Many orcas have performed in the Shamu Shows over the years. The Shamu stadium seats 5,500 people and each show typically lasts twenty minutes. Generally there are up to seven shows each day. The first fourteen rows have signs warning people that they will get wet. According to Sea World, the temperature of the water is kept at 55 degrees Fahrenheit. That is an equivalent to 13 degrees Celsius. Each show demonstrates the talent of killer whales through natural behaviors and learned tricks in a 7-million gallon tank. The bond between the trainers and these killer whales are also demonstrated as they perform together.

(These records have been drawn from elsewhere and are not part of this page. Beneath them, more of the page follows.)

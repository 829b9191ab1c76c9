// Adapters - Concrete implementations of the engine port

pub mod ffmpeg_cli;
pub mod scripted;

pub use ffmpeg_cli::FfmpegCliEngine;
pub use scripted::ScriptedEngine;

The Shamu Show changes its theme and choreography from time to time. Each of the shows was performed at all four Sea World parks until Sea World Ohio closed in 2001. Other Sea World parks include Sea World San Diego, Sea World Orlando, and Sea World San Antonio. Below you can see the timeline for the changes in these themes at these parks over the years.

Timeline of Shamu Shows

  • 1966-1971 Doctor Do Little
  • 1971-1974 Shamu Goes Hollywood
  • 1974-1975 Shamu for Mayor
  • 1975-1977 Shamu the Yankee Doodle Whale
  • 1977-1980 Shamu Goes to College
  • 1980-1982 This is Shamu
  • 1982-1984 Shamu, Take a Bow
  • 1984-1986 Shamu Celebration
  • 1987 Shamu's Water Symphony
  • 1988-1990 Shamu 25th Anniversary
  • 1989-1991 Baby Shamu Celebration
  • 1992-1995 Shamu New Visions
  • 1995-1998 Shamu: World Focus
  • 1998-2004 Shamu New Vision played at Sea World San Antonio
  • 1998-2006 The Shamu Adventure
  • 2005-2006 The Shamu Experience
  • 2006-2011 Believe
  • 2011 - Present One Ocean

Although keeping killer whales is still steeped in controversy, Sea World maintains that there have been many improvements to the care of killer whales under Sea World's current owners. According to Brad Andrews, Vice President of Zoological Operations with Busch Entertainment, the living areas have improved as well as the medical care for the killer whales. They even have better husbandry techniques to aid in successful conceptions and births.

Despite improved environments, controversy still looms. Many animal rights organization still protest these killer whales captivity, calling it cruel and inhumane. These groups still maintain that these killer whales in captivity are strictly for profit and not for educational purposes which is against the Marine Mammal Act. Each year the Shamu Shows continues to be a multi-billion dollar industry.

If you would like to see the Shamu Show up close and personal, you can visit the Sea World website to start planning your next vacation at a Sea World closest to you.

© 2015 Linda Sarhan


Nicholas Daly from NSW Australia on February 27, 2015:

You've probably seen "Blackfish"- the recent documentary about Tilikum? Right at the top of the best docos of the last year or two... and very revealing (as is this summary about Shamu & others- information worth sharing..)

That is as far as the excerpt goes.